WORK INSTRUCTIONS: Your reply should be made up of every line in the records below that holds the string "posture".
━━━━━━━━━━━━━━━━
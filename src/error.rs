//! Unified error types for the ParcelButton firmware.
//!
//! A single `Error` enum that every subsystem can convert into, keeping the
//! top-level control loop's error handling uniform. All variants are `Copy`
//! so they can be cheaply passed around without allocation.

use core::fmt;

// ---------------------------------------------------------------------------
// Top-level firmware error
// ---------------------------------------------------------------------------

/// Every fallible operation in the firmware funnels into this type.
#[derive(Debug, Clone, Copy, PartialEq, Eq)]
pub enum Error {
    /// A communication subsystem failed.
    Comms(CommsError),
    /// An inbound peer notification could not be decoded.
    Decode(DecodeError),
    /// Peripheral initialisation failed.
    Init(&'static str),
    /// Configuration is invalid or could not be loaded.
    Config(&'static str),
}

impl fmt::Display for Error {
    fn fmt(&self, f: &mut fmt::Formatter<'_>) -> fmt::Result {
        match self {
            Self::Comms(e) => write!(f, "comms: {e}"),
            Self::Decode(e) => write!(f, "decode: {e}"),
            Self::Init(msg) => write!(f, "init: {msg}"),
            Self::Config(msg) => write!(f, "config: {msg}"),
        }
    }
}

impl core::error::Error for Error {}

// ---------------------------------------------------------------------------
// Communications errors
// ---------------------------------------------------------------------------

#[derive(Debug, Clone, Copy, PartialEq, Eq)]
pub enum CommsError {
    /// The transport is currently disconnected from the broker.
    NotConnected,
    /// Establishing the broker connection failed.
    ConnectFailed,
    /// An outbound publish was rejected by the client.
    PublishFailed,
    /// A topic subscription was rejected by the client.
    SubscribeFailed,
}

impl fmt::Display for CommsError {
    fn fmt(&self, f: &mut fmt::Formatter<'_>) -> fmt::Result {
        match self {
            Self::NotConnected => write!(f, "not connected"),
            Self::ConnectFailed => write!(f, "broker connect failed"),
            Self::PublishFailed => write!(f, "publish failed"),
            Self::SubscribeFailed => write!(f, "subscribe failed"),
        }
    }
}

impl From<CommsError> for Error {
    fn from(e: CommsError) -> Self {
        Self::Comms(e)
    }
}

// ---------------------------------------------------------------------------
// Inbound decode errors
// ---------------------------------------------------------------------------

/// Malformed inbound notifications are dropped with no state change; this is
/// the only error path inside the coordination core.
#[derive(Debug, Clone, Copy, PartialEq, Eq)]
pub enum DecodeError {
    /// The message arrived on a topic this device does not understand.
    UnknownTopic,
    /// The payload was not valid JSON for the topic's schema.
    InvalidPayload,
}

impl fmt::Display for DecodeError {
    fn fmt(&self, f: &mut fmt::Formatter<'_>) -> fmt::Result {
        match self {
            Self::UnknownTopic => write!(f, "unknown topic"),
            Self::InvalidPayload => write!(f, "invalid payload"),
        }
    }
}

impl From<DecodeError> for Error {
    fn from(e: DecodeError) -> Self {
        Self::Decode(e)
    }
}

// ---------------------------------------------------------------------------
// Convenience Result alias
// ---------------------------------------------------------------------------

/// Firmware-wide `Result` alias.
pub type Result<T> = core::result::Result<T, Error>;
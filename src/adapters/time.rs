//! Monotonic clock adapter.
//!
//! - **`target_os = "espidf"`** — wraps `esp_timer_get_time()` from the
//!   ESP-IDF high-resolution timer (microsecond precision, monotonic).
//! - **`not(target_os = "espidf")`** — uses `std::time::Instant` for
//!   host-side testing and simulation.
//!
//! The core never reads the clock itself; the main loop samples it once per
//! iteration and passes `now_ms` into every tick, which keeps the whole
//! state machine deterministic under test.

/// Millisecond-resolution monotonic clock.
pub struct MonotonicClock {
    #[cfg(not(target_os = "espidf"))]
    start: std::time::Instant,
}

impl Default for MonotonicClock {
    fn default() -> Self {
        Self::new()
    }
}

impl MonotonicClock {
    pub fn new() -> Self {
        Self {
            #[cfg(not(target_os = "espidf"))]
            start: std::time::Instant::now(),
        }
    }

    /// Milliseconds since boot (monotonic).
    #[cfg(target_os = "espidf")]
    pub fn now_ms(&self) -> u64 {
        (unsafe { esp_idf_svc::sys::esp_timer_get_time() }) as u64 / 1_000
    }

    /// Milliseconds since construction (monotonic).
    #[cfg(not(target_os = "espidf"))]
    pub fn now_ms(&self) -> u64 {
        self.start.elapsed().as_millis() as u64
    }
}
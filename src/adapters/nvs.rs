//! NVS (Non-Volatile Storage) adapter.
//!
//! Implements [`ConfigPort`] for the ParcelButton device. The configuration
//! is stored as a single postcard blob under a namespaced key. All fields
//! are range-checked before persistence — invalid values are rejected, not
//! clamped. Note that only *configuration* persists: package and cooldown
//! state are deliberately rebuilt from the network after a power cycle.

use log::info;
#[cfg(target_os = "espidf")]
use log::warn;

use crate::app::ports::{ConfigError, ConfigPort};
use crate::config::SystemConfig;

#[cfg(not(target_os = "espidf"))]
use std::collections::HashMap;

#[cfg(target_os = "espidf")]
use esp_idf_svc::sys::*;

const CONFIG_NAMESPACE: &str = "parcelbtn";
const CONFIG_KEY: &[u8] = b"syscfg\0";
#[allow(dead_code)]
const MAX_BLOB_SIZE: usize = 1024;

pub struct NvsAdapter {
    #[cfg(not(target_os = "espidf"))]
    store: std::cell::RefCell<HashMap<String, Vec<u8>>>,
}

impl NvsAdapter {
    /// Create a new NvsAdapter and initialise NVS flash.
    ///
    /// On first boot or after a partition version mismatch the NVS partition
    /// is erased and re-initialised automatically.
    pub fn new() -> Result<Self, ConfigError> {
        #[cfg(target_os = "espidf")]
        {
            // SAFETY: nvs_flash_init / nvs_flash_erase are called from the
            // single main-task context before any concurrent NVS access.
            let ret = unsafe { nvs_flash_init() };
            if ret == ESP_ERR_NVS_NO_FREE_PAGES || ret == ESP_ERR_NVS_NEW_VERSION_FOUND {
                warn!("NVS: erasing and re-initialising flash partition");
                if unsafe { nvs_flash_erase() } != ESP_OK {
                    return Err(ConfigError::IoError);
                }
                if unsafe { nvs_flash_init() } != ESP_OK {
                    return Err(ConfigError::IoError);
                }
            } else if ret != ESP_OK {
                return Err(ConfigError::IoError);
            }
            info!("NvsAdapter: ESP-IDF NVS initialised");
        }

        #[cfg(not(target_os = "espidf"))]
        info!("NvsAdapter: simulation backend");

        Ok(Self {
            #[cfg(not(target_os = "espidf"))]
            store: std::cell::RefCell::new(HashMap::new()),
        })
    }

    /// Open the config namespace, run a closure with the handle, then close.
    #[cfg(target_os = "espidf")]
    fn with_nvs_handle<F, T>(write: bool, f: F) -> Result<T, i32>
    where
        F: FnOnce(nvs_handle_t) -> Result<T, i32>,
    {
        let mut ns_buf = [0u8; 16];
        let ns = CONFIG_NAMESPACE.as_bytes();
        ns_buf[..ns.len()].copy_from_slice(ns);

        let mut handle: nvs_handle_t = 0;
        let mode = if write {
            nvs_open_mode_t_NVS_READWRITE
        } else {
            nvs_open_mode_t_NVS_READONLY
        };

        let ret = unsafe { nvs_open(ns_buf.as_ptr() as *const _, mode, &mut handle) };
        if ret != ESP_OK {
            return Err(ret);
        }

        let result = f(handle);
        unsafe {
            nvs_close(handle);
        }
        result
    }
}

fn validate_config(cfg: &SystemConfig) -> Result<(), ConfigError> {
    if !(1..=1_000).contains(&cfg.debounce_window_ms) {
        return Err(ConfigError::ValidationFailed(
            "debounce_window_ms must be 1–1000",
        ));
    }
    if !(1_000..=3_600_000).contains(&cfg.cooldown_duration_ms) {
        return Err(ConfigError::ValidationFailed(
            "cooldown_duration_ms must be 1000–3600000",
        ));
    }
    if !(50..=10_000).contains(&cfg.flash_interval_ms) {
        return Err(ConfigError::ValidationFailed(
            "flash_interval_ms must be 50–10000",
        ));
    }
    if !(1..=1_000).contains(&cfg.control_loop_interval_ms) {
        return Err(ConfigError::ValidationFailed(
            "control_loop_interval_ms must be 1–1000",
        ));
    }
    if cfg.control_loop_interval_ms >= cfg.debounce_window_ms {
        return Err(ConfigError::ValidationFailed(
            "control_loop_interval_ms must be < debounce_window_ms",
        ));
    }
    if cfg.mqtt.broker_url.is_empty() {
        return Err(ConfigError::ValidationFailed("mqtt.broker_url must be set"));
    }
    Ok(())
}

impl ConfigPort for NvsAdapter {
    fn load(&self) -> Result<SystemConfig, ConfigError> {
        #[cfg(not(target_os = "espidf"))]
        {
            let key = format!("{}::syscfg", CONFIG_NAMESPACE);
            if let Some(bytes) = self.store.borrow().get(&key) {
                let cfg: SystemConfig =
                    postcard::from_bytes(bytes).map_err(|_| ConfigError::Corrupted)?;
                info!("NvsAdapter: loaded config from store");
                Ok(cfg)
            } else {
                info!("NvsAdapter: no stored config, using defaults");
                Ok(SystemConfig::default())
            }
        }

        #[cfg(target_os = "espidf")]
        {
            let result = Self::with_nvs_handle(false, |handle| {
                let mut size: usize = 0;

                // First call: get size.
                let ret = unsafe {
                    nvs_get_blob(
                        handle,
                        CONFIG_KEY.as_ptr() as *const _,
                        core::ptr::null_mut(),
                        &mut size,
                    )
                };
                if ret == ESP_ERR_NVS_NOT_FOUND {
                    return Err(ESP_ERR_NVS_NOT_FOUND);
                }
                if ret != ESP_OK || size == 0 || size > MAX_BLOB_SIZE {
                    return Err(ret);
                }

                let mut buf = vec![0u8; size];
                let ret = unsafe {
                    nvs_get_blob(
                        handle,
                        CONFIG_KEY.as_ptr() as *const _,
                        buf.as_mut_ptr() as *mut _,
                        &mut size,
                    )
                };
                if ret != ESP_OK {
                    return Err(ret);
                }

                Ok(buf)
            });

            match result {
                Ok(bytes) => {
                    let cfg: SystemConfig =
                        postcard::from_bytes(&bytes).map_err(|_| ConfigError::Corrupted)?;
                    info!("NvsAdapter: loaded config from NVS ({} bytes)", bytes.len());
                    Ok(cfg)
                }
                Err(e) if e == ESP_ERR_NVS_NOT_FOUND => {
                    info!("NvsAdapter: no stored config, using defaults");
                    Ok(SystemConfig::default())
                }
                Err(e) => {
                    warn!("NvsAdapter: NVS read error {}, using defaults", e);
                    Ok(SystemConfig::default())
                }
            }
        }
    }

    fn save(&self, config: &SystemConfig) -> Result<(), ConfigError> {
        validate_config(config)?;

        #[cfg(not(target_os = "espidf"))]
        {
            let key = format!("{}::syscfg", CONFIG_NAMESPACE);
            let bytes = postcard::to_allocvec(config).map_err(|_| ConfigError::IoError)?;
            self.store.borrow_mut().insert(key, bytes);
            info!("NvsAdapter: config saved (simulation)");
            Ok(())
        }

        #[cfg(target_os = "espidf")]
        {
            let bytes = postcard::to_allocvec(config).map_err(|_| ConfigError::IoError)?;
            let result = Self::with_nvs_handle(true, |handle| {
                let ret = unsafe {
                    nvs_set_blob(
                        handle,
                        CONFIG_KEY.as_ptr() as *const _,
                        bytes.as_ptr() as *const _,
                        bytes.len(),
                    )
                };
                if ret != ESP_OK {
                    return Err(ret);
                }
                let ret = unsafe { nvs_commit(handle) };
                if ret != ESP_OK {
                    return Err(ret);
                }
                Ok(())
            });
            match result {
                Ok(()) => {
                    info!("NvsAdapter: config saved to NVS ({} bytes)", bytes.len());
                    Ok(())
                }
                Err(e) => {
                    warn!("NvsAdapter: NVS write error {}", e);
                    Err(ConfigError::IoError)
                }
            }
        }
    }
}
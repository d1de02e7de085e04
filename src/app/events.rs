//! Outbound application events.
//!
//! The [`AppService`](super::service::AppService) emits these through the
//! [`EventSink`](super::ports::EventSink) port. Adapters on the other side
//! decide what to do with them — log to serial, mirror to a diagnostics
//! topic, etc.

use crate::coordinator::AlertState;

/// Structured events emitted by the application core.
#[derive(Debug, Clone, Copy, PartialEq, Eq)]
pub enum AppEvent {
    /// The application service has started (carries initial posture).
    Started(AlertState),

    /// The derived alert posture moved.
    AlertChanged { from: AlertState, to: AlertState },

    /// An existence notification flipped the package flag.
    PackageChanged { exists: bool },

    /// This device's button press was broadcast to peers.
    AckBroadcast { timestamp_ms: u64 },

    /// The local cooldown deadline passed.
    CooldownExpired,
}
━━━━━━━━━━━━━━━━
YOUR RESPONSE:
    /// The application service has started (carries initial posture).
    /// The derived alert posture moved.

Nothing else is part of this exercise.